* [Required work]:
Only the lines containing "AchievementCondition" should appear in the answer, copied from the listing below.

Top of Information

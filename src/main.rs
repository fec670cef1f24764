use clap::Parser;
use pv_report::batch;
use pv_report::grid::LabelZone;
use std::path::PathBuf;

#[derive(clap::Parser, Debug)]
enum Args {
    /// Walks a data directory laid out as `{year}/{month}.json` with a
    /// `wp_energy_data.csv` per year directory and renders one
    /// consumption chart per month into the output directory.
    // cargo run batch data results
    Batch {
        /// Root of the `{year}/{month}.json` tree
        data_dir: PathBuf,

        /// Directory the PNG charts are written to
        out_dir: PathBuf,

        /// Label days in UTC instead of the host's local timezone
        #[clap(long)]
        utc: bool,
    },

    /// Renders a single month from one PV JSON export and its year's
    /// heat pump CSV.
    // cargo run render-month data/2025/01.json data/2025/wp_energy_data.csv 2025 1 results
    RenderMonth {
        /// PV portal JSON export for the month
        json: PathBuf,

        /// Heat pump energy CSV for the year
        csv: PathBuf,

        /// Four-digit year, filters the CSV and titles the chart
        year: String,

        /// Month number, 1-12
        month: u32,

        /// Directory the PNG chart is written to
        out_dir: PathBuf,

        /// Label days in UTC instead of the host's local timezone
        #[clap(long)]
        utc: bool,
    },
}

fn label_zone(utc: bool) -> LabelZone {
    if utc {
        LabelZone::Utc
    } else {
        LabelZone::Local
    }
}

fn main() -> anyhow::Result<()> {
    match Args::parse() {
        Args::Batch {
            data_dir,
            out_dir,
            utc,
        } => {
            let rendered = batch::run_batch(&data_dir, &out_dir, label_zone(utc))?;
            println!("rendered {rendered} charts");
        }
        Args::RenderMonth {
            json,
            csv,
            year,
            month,
            out_dir,
            utc,
        } => {
            std::fs::create_dir_all(&out_dir)?;
            let written = batch::render_month(&json, &csv, &year, month, &out_dir, label_zone(utc))?;
            println!("wrote {}", written.display());
        }
    }
    Ok(())
}
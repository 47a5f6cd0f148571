use chrono::NaiveDate;
use serde::{Deserialize, Serialize};

/// Full-time outcome from the tracked team's point of view.
///
/// Stored alongside the scores in the log file; it is always derived from
/// them at entry time, so the analytics never re-checks the pairing.
#[derive(Debug, Clone, Copy, PartialEq, Eq, Serialize, Deserialize)]
#[serde(rename_all = "lowercase")]
pub enum MatchResult {
    Win,
    Loss,
    Draw,
}

impl MatchResult {
    pub fn from_scores(team_score: u32, opponent_score: u32) -> Self {
        if team_score > opponent_score {
            MatchResult::Win
        } else if team_score < opponent_score {
            MatchResult::Loss
        } else {
            MatchResult::Draw
        }
    }
}

#[derive(Debug, Clone, Copy, PartialEq, Eq, Serialize, Deserialize)]
#[serde(rename_all = "lowercase")]
pub enum PlayerRole {
    Starter,
    Substitute,
    Goalkeeper,
}

#[derive(Debug, Clone, Copy, PartialEq, Eq, Serialize, Deserialize)]
#[serde(rename_all = "lowercase")]
pub enum Card {
    Yellow,
    Red,
}

/// One player's line in a match sheet. Lines are informational; they are not
/// required to sum to the team score.
#[derive(Debug, Clone, Serialize, Deserialize)]
#[serde(rename_all = "camelCase")]
pub struct PlayerLine {
    pub name: String,
    #[serde(default)]
    pub goals: u32,
    #[serde(default)]
    pub assists: u32,
    #[serde(default)]
    pub minutes_played: u32,
    pub role: PlayerRole,
    #[serde(default)]
    pub card: Option<Card>,
}

#[derive(Debug, Clone, Serialize, Deserialize)]
#[serde(rename_all = "camelCase")]
pub struct Match {
    pub id: String,
    pub date: NaiveDate,
    pub result: MatchResult,
    pub team_score: u32,
    pub opponent_score: u32,
    /// The tracked individual's contribution in this match.
    #[serde(default)]
    pub my_goals: u32,
    #[serde(default)]
    pub my_assists: u32,
    #[serde(default)]
    pub players: Vec<PlayerLine>,
    #[serde(default)]
    pub opponent_players: Vec<PlayerLine>,
    #[serde(default)]
    pub tournament: Option<String>,
    #[serde(default)]
    pub notes: Option<String>,
}

impl Match {
    /// Minimal entry: result is derived from the scoreline.
    pub fn from_scoreline(id: &str, date: NaiveDate, team_score: u32, opponent_score: u32) -> Self {
        Self {
            id: id.to_string(),
            date,
            result: MatchResult::from_scores(team_score, opponent_score),
            team_score,
            opponent_score,
            my_goals: 0,
            my_assists: 0,
            players: Vec::new(),
            opponent_players: Vec::new(),
            tournament: None,
            notes: None,
        }
    }

    pub fn goal_difference(&self) -> i64 {
        self.team_score as i64 - self.opponent_score as i64
    }

    /// Goals plus assists by the tracked individual.
    pub fn contribution(&self) -> u32 {
        self.my_goals + self.my_assists
    }

    pub fn clean_sheet(&self) -> bool {
        self.opponent_score == 0
    }
}

/// Oldest first. Sorts borrowed refs so the caller's slice order is untouched.
/// The sort is stable: matches sharing a date keep their input order.
pub fn chronological(matches: &[Match]) -> Vec<&Match> {
    let mut ordered: Vec<&Match> = matches.iter().collect();
    ordered.sort_by_key(|m| m.date);
    ordered
}

/// Most recent first, same non-mutating contract as [`chronological`].
pub fn most_recent_first(matches: &[Match]) -> Vec<&Match> {
    let mut ordered = chronological(matches);
    ordered.reverse();
    ordered
}
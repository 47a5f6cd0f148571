use chrono::{Duration, NaiveDate};
use rand::rngs::StdRng;
use rand::{Rng, SeedableRng};

use crate::matches::{Card, Match, MatchResult, PlayerLine, PlayerRole};

const TEAMMATES: &[&str] = &["Alex", "Bruno", "Chema", "Dani", "Edu", "Fran", "Gorka"];
const TOURNAMENTS: &[&str] = &["Liga de los Miércoles", "Copa del Barrio", "Amistoso"];

/// Deterministic demo log: same seed, same matches. Used by the demo command
/// and the benches, so it must stay cheap for a few hundred entries.
pub fn generate_sample_log(count: usize, seed: u64) -> Vec<Match> {
    let mut rng = StdRng::seed_from_u64(seed);
    let mut date = NaiveDate::from_ymd_opt(2024, 1, 10).expect("static start date");
    let mut out = Vec::with_capacity(count);

    for i in 0..count {
        let team_score = rng.gen_range(0..=5u32);
        let opponent_score = rng.gen_range(0..=4u32);
        let my_goals = if team_score == 0 {
            0
        } else {
            rng.gen_range(0..=team_score.min(3))
        };
        let my_assists = rng.gen_range(0..=2u32).min(team_score.saturating_sub(my_goals));

        let mut m = Match::from_scoreline(&format!("demo-{i}"), date, team_score, opponent_score);
        m.my_goals = my_goals;
        m.my_assists = my_assists;
        m.players = sample_lineup(&mut rng, team_score.saturating_sub(my_goals));
        if rng.gen_bool(0.4) {
            m.tournament = Some(TOURNAMENTS[rng.gen_range(0..TOURNAMENTS.len())].to_string());
        }
        debug_assert_eq!(m.result, MatchResult::from_scores(team_score, opponent_score));
        out.push(m);

        date = date + Duration::days(rng.gen_range(3..=7));
    }

    out
}

fn sample_lineup(rng: &mut StdRng, mut goals_left: u32) -> Vec<PlayerLine> {
    let mut lines = Vec::new();
    for (idx, name) in TEAMMATES.iter().take(5).enumerate() {
        let goals = if goals_left > 0 && rng.gen_bool(0.5) {
            let g = rng.gen_range(1..=goals_left);
            goals_left -= g;
            g
        } else {
            0
        };
        lines.push(PlayerLine {
            name: name.to_string(),
            goals,
            assists: rng.gen_range(0..=1),
            minutes_played: rng.gen_range(30..=90),
            role: if idx == 0 {
                PlayerRole::Goalkeeper
            } else if rng.gen_bool(0.8) {
                PlayerRole::Starter
            } else {
                PlayerRole::Substitute
            },
            card: if rng.gen_bool(0.1) {
                Some(Card::Yellow)
            } else {
                None
            },
        });
    }
    lines
}
use chrono::NaiveDate;

use matchlog::matches::Match;
use matchlog::morale::{MoraleLevel, MoraleTrend, calculate_team_morale};

fn day(n: u32) -> NaiveDate {
    NaiveDate::from_ymd_opt(2025, 1, 1).unwrap() + chrono::Duration::days(n as i64)
}

fn win(n: u32) -> Match {
    Match::from_scoreline(&format!("w{n}"), day(n), 2, 0)
}

fn loss(n: u32) -> Match {
    Match::from_scoreline(&format!("l{n}"), day(n), 0, 2)
}

#[test]
fn too_little_history_means_no_morale() {
    assert!(calculate_team_morale(&[]).is_none());
    assert!(calculate_team_morale(&[win(1)]).is_none());
    assert!(calculate_team_morale(&[win(1), loss(2)]).is_none());
}

#[test]
fn three_matches_are_enough() {
    let morale = calculate_team_morale(&[win(1), win(2), win(3)]).unwrap();
    assert!((0.0..=100.0).contains(&morale.score));
    assert_eq!(morale.recent.matches, 3);
}

#[test]
fn trend_is_new_while_history_fits_in_one_window() {
    // 8 matches = exactly the window; there is no previous window to compare.
    let matches: Vec<Match> = (1..=8).map(win).collect();
    let morale = calculate_team_morale(&matches).unwrap();
    assert_eq!(morale.trend, MoraleTrend::New);
}

#[test]
fn a_fresh_win_after_a_slump_trends_up() {
    let mut matches: Vec<Match> = (1..=10).map(loss).collect();
    let mut turnaround = Match::from_scoreline("up", day(11), 5, 0);
    turnaround.my_goals = 3;
    matches.push(turnaround);

    let morale = calculate_team_morale(&matches).unwrap();
    assert_eq!(morale.trend, MoraleTrend::Up);
}

#[test]
fn a_fresh_heavy_loss_after_a_run_trends_down() {
    let mut matches: Vec<Match> = (1..=10).map(win).collect();
    matches.push(Match::from_scoreline("down", day(11), 0, 6));

    let morale = calculate_team_morale(&matches).unwrap();
    assert_eq!(morale.trend, MoraleTrend::Down);
}

#[test]
fn perfect_run_hits_the_top_band_exactly() {
    // Raw score per match: +3 win, +12 goals, +0.2 * 12 diff = 17.4, beyond
    // the top of the affine range, so the clamp pins the score at 100.
    let matches: Vec<Match> = (1..=8)
        .map(|n| {
            let mut m = Match::from_scoreline(&format!("p{n}"), day(n), 12, 0);
            m.my_goals = 12;
            m
        })
        .collect();

    let morale = calculate_team_morale(&matches).unwrap();
    assert_eq!(morale.score, 100.0);
    assert_eq!(morale.level, MoraleLevel::Invincible);
}

#[test]
fn hopeless_run_clamps_at_the_bottom() {
    let matches: Vec<Match> = (1..=8)
        .map(|n| Match::from_scoreline(&format!("h{n}"), day(n), 0, 20))
        .collect();

    let morale = calculate_team_morale(&matches).unwrap();
    assert_eq!(morale.score, 0.0);
    assert_eq!(morale.level, MoraleLevel::Crisis);
}

#[test]
fn summary_reflects_the_current_window_only() {
    // 12 matches; the window is the 8 most recent (all wins), the 4 oldest
    // losses must not leak into the record string.
    let mut matches: Vec<Match> = (1..=4).map(loss).collect();
    matches.extend((5..=12).map(win));

    let morale = calculate_team_morale(&matches).unwrap();
    assert_eq!(morale.recent.record, "8W-0D-0L");
    assert_eq!(morale.recent.matches, 8);
}

#[test]
fn caller_order_does_not_matter() {
    let mut matches: Vec<Match> = (1..=9).map(win).collect();
    let a = calculate_team_morale(&matches).unwrap();
    matches.reverse();
    let b = calculate_team_morale(&matches).unwrap();
    assert_eq!(a, b);
}
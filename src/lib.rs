pub mod achievements;
pub mod consistency;
pub mod export;
pub mod matches;
pub mod morale;
pub mod persist;
pub mod records;
pub mod sample_log;
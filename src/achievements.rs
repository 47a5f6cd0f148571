use once_cell::sync::Lazy;
use serde::{Deserialize, Serialize};

use crate::matches::{Match, MatchResult, most_recent_first};

/// The closed set of conditions a rule can test. User files may carry metric
/// names this build does not know; those deserialize to `Unknown` and simply
/// never unlock.
#[derive(Debug, Clone, Copy, PartialEq, Eq, Serialize, Deserialize)]
#[serde(rename_all = "camelCase")]
pub enum AchievementMetric {
    WinStreak,
    LossStreak,
    UndefeatedStreak,
    WinlessStreak,
    GoalStreak,
    AssistStreak,
    GoalDrought,
    AssistDrought,
    BreakWinAfterLossStreak,
    BreakUndefeatedAfterWinlessStreak,
    #[serde(other)]
    Unknown,
}

#[derive(Debug, Clone, Copy, PartialEq, Eq, Serialize, Deserialize)]
pub enum ConditionOperator {
    #[serde(rename = "greater_than_or_equal_to")]
    GreaterThanOrEqualTo,
}

#[derive(Debug, Clone, Copy, PartialEq, Eq, Serialize, Deserialize)]
pub struct AchievementCondition {
    pub metric: AchievementMetric,
    pub operator: ConditionOperator,
    pub value: u32,
    /// Number of most-recent matches an ongoing-streak metric looks at.
    /// Streak-break metrics ignore it.
    #[serde(default)]
    pub window: usize,
}

#[derive(Debug, Clone, PartialEq, Eq, Serialize, Deserialize)]
pub struct CustomAchievement {
    pub id: String,
    pub name: String,
    #[serde(default)]
    pub description: Option<String>,
    pub condition: AchievementCondition,
}

/// Stateless unlocked/locked decision against the current history. No stored
/// unlock flag is trusted; truth is re-derived on every call, and the
/// function never fails.
pub fn evaluate_custom_achievement(achievement: &CustomAchievement, matches: &[Match]) -> bool {
    let recent = most_recent_first(matches);
    let cond = &achievement.condition;

    // The only operator is >=, so each arm reduces to a counted run compare.
    match cond.metric {
        AchievementMetric::WinStreak => {
            ongoing_streak(&recent, cond, |m| m.result == MatchResult::Win)
        }
        AchievementMetric::LossStreak => {
            ongoing_streak(&recent, cond, |m| m.result == MatchResult::Loss)
        }
        AchievementMetric::UndefeatedStreak => {
            ongoing_streak(&recent, cond, |m| m.result != MatchResult::Loss)
        }
        AchievementMetric::WinlessStreak => {
            ongoing_streak(&recent, cond, |m| m.result != MatchResult::Win)
        }
        AchievementMetric::GoalStreak => ongoing_streak(&recent, cond, |m| m.my_goals > 0),
        AchievementMetric::AssistStreak => ongoing_streak(&recent, cond, |m| m.my_assists > 0),
        AchievementMetric::GoalDrought => ongoing_streak(&recent, cond, |m| m.my_goals == 0),
        AchievementMetric::AssistDrought => ongoing_streak(&recent, cond, |m| m.my_assists == 0),
        AchievementMetric::BreakWinAfterLossStreak => streak_break(
            &recent,
            cond.value,
            |m| m.result == MatchResult::Win,
            |m| m.result == MatchResult::Loss,
        ),
        AchievementMetric::BreakUndefeatedAfterWinlessStreak => streak_break(
            &recent,
            cond.value,
            |m| m.result != MatchResult::Loss,
            |m| m.result != MatchResult::Win,
        ),
        AchievementMetric::Unknown => false,
    }
}

/// Run length from the front of a most-recent-first slice.
fn leading_run(recent: &[&Match], holds: impl Fn(&Match) -> bool) -> u32 {
    recent.iter().take_while(|&&m| holds(m)).count() as u32
}

/// Ongoing-streak check: needs at least `window` matches of history, then
/// counts the run from the most recent match inside that window only.
fn ongoing_streak(
    recent: &[&Match],
    cond: &AchievementCondition,
    holds: impl Fn(&Match) -> bool,
) -> bool {
    if recent.len() < cond.window {
        return false;
    }
    leading_run(&recent[..cond.window], holds) >= cond.value
}

/// Streak-break check: the most recent match must be the qualifying break,
/// and the run immediately before it must reach `value`. The condition's
/// window plays no part; the preceding run extends as far back as it holds.
fn streak_break(
    recent: &[&Match],
    value: u32,
    is_break: impl Fn(&Match) -> bool,
    held_before: impl Fn(&Match) -> bool,
) -> bool {
    let Some(&latest) = recent.first() else {
        return false;
    };
    if !is_break(latest) {
        return false;
    }
    leading_run(&recent[1..], held_before) >= value
}

/// Pre-authored rules shipped with the app. They run through the same
/// evaluation path as user-authored ones.
pub static BUILTIN_ACHIEVEMENTS: Lazy<Vec<CustomAchievement>> = Lazy::new(|| {
    fn rule(
        id: &str,
        name: &str,
        description: &str,
        metric: AchievementMetric,
        value: u32,
        window: usize,
    ) -> CustomAchievement {
        CustomAchievement {
            id: id.to_string(),
            name: name.to_string(),
            description: Some(description.to_string()),
            condition: AchievementCondition {
                metric,
                operator: ConditionOperator::GreaterThanOrEqualTo,
                value,
                window,
            },
        }
    }

    vec![
        rule(
            "on-a-roll",
            "On a roll",
            "Win three matches in a row",
            AchievementMetric::WinStreak,
            3,
            3,
        ),
        rule(
            "untouchable",
            "Untouchable",
            "Go five matches unbeaten",
            AchievementMetric::UndefeatedStreak,
            5,
            5,
        ),
        rule(
            "sharpshooter",
            "Sharpshooter",
            "Score in four consecutive matches",
            AchievementMetric::GoalStreak,
            4,
            4,
        ),
        rule(
            "provider",
            "Provider",
            "Assist in three consecutive matches",
            AchievementMetric::AssistStreak,
            3,
            3,
        ),
        rule(
            "bounce-back",
            "Bounce back",
            "Win right after three straight defeats",
            AchievementMetric::BreakWinAfterLossStreak,
            3,
            0,
        ),
    ]
});

#[cfg(test)]
mod tests {
    use super::*;
    use chrono::NaiveDate;

    fn day(n: u32) -> NaiveDate {
        NaiveDate::from_ymd_opt(2025, 2, n).expect("valid test date")
    }

    // Builds a history where `results` is given most-recent-first, matching
    // how conditions are described.
    fn history(results: &[MatchResult]) -> Vec<Match> {
        results
            .iter()
            .rev()
            .enumerate()
            .map(|(i, r)| {
                let (team, opp) = match r {
                    MatchResult::Win => (2, 0),
                    MatchResult::Loss => (0, 2),
                    MatchResult::Draw => (1, 1),
                };
                Match::from_scoreline(&format!("m{i}"), day(i as u32 + 1), team, opp)
            })
            .collect()
    }

    fn condition(metric: AchievementMetric, value: u32, window: usize) -> CustomAchievement {
        CustomAchievement {
            id: "t".to_string(),
            name: "t".to_string(),
            description: None,
            condition: AchievementCondition {
                metric,
                operator: ConditionOperator::GreaterThanOrEqualTo,
                value,
                window,
            },
        }
    }

    #[test]
    fn win_streak_needs_full_window_of_history() {
        use MatchResult::*;
        let a = condition(AchievementMetric::WinStreak, 5, 5);
        // Only 4 matches: false no matter what they are.
        assert!(!evaluate_custom_achievement(&a, &history(&[Win, Win, Win, Win])));
    }

    #[test]
    fn win_streak_counts_from_most_recent_and_stops_at_break() {
        use MatchResult::*;
        let a = condition(AchievementMetric::WinStreak, 3, 5);
        assert!(evaluate_custom_achievement(
            &a,
            &history(&[Win, Win, Win, Loss, Win])
        ));
        // Streak of 2 at the front, the earlier wins don't count.
        assert!(!evaluate_custom_achievement(
            &a,
            &history(&[Win, Win, Loss, Win, Win])
        ));
    }

    #[test]
    fn break_win_after_loss_streak_measures_the_preceding_run() {
        use MatchResult::*;
        let matches = history(&[Win, Loss, Loss, Loss, Win]);
        let three = condition(AchievementMetric::BreakWinAfterLossStreak, 3, 0);
        let four = condition(AchievementMetric::BreakWinAfterLossStreak, 4, 0);
        assert!(evaluate_custom_achievement(&three, &matches));
        assert!(!evaluate_custom_achievement(&four, &matches));
    }

    #[test]
    fn break_condition_requires_the_break_event_itself() {
        use MatchResult::*;
        let a = condition(AchievementMetric::BreakWinAfterLossStreak, 2, 0);
        // Most recent match is still a loss: the streak is unbroken.
        assert!(!evaluate_custom_achievement(&a, &history(&[Loss, Loss, Loss])));
    }

    #[test]
    fn undefeated_break_accepts_a_draw_as_the_break() {
        use MatchResult::*;
        let a = condition(AchievementMetric::BreakUndefeatedAfterWinlessStreak, 2, 0);
        assert!(evaluate_custom_achievement(&a, &history(&[Draw, Loss, Draw, Win])));
    }

    #[test]
    fn unknown_metric_never_unlocks() {
        use MatchResult::*;
        let a = condition(AchievementMetric::Unknown, 0, 0);
        assert!(!evaluate_custom_achievement(&a, &history(&[Win, Win])));
    }

    #[test]
    fn unknown_metric_deserializes_instead_of_failing() {
        let raw = r#"{"metric":"pandemoniumStreak","operator":"greater_than_or_equal_to","value":1,"window":1}"#;
        let cond: AchievementCondition = serde_json::from_str(raw).expect("lenient metric parse");
        assert_eq!(cond.metric, AchievementMetric::Unknown);
    }
}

Bottom of Information

* [Solution]:
pub struct AchievementCondition {
    pub condition: AchievementCondition,
    cond: &AchievementCondition,
            condition: AchievementCondition {
            condition: AchievementCondition {
        let cond: AchievementCondition = serde_json::from_str(raw).expect("lenient metric parse");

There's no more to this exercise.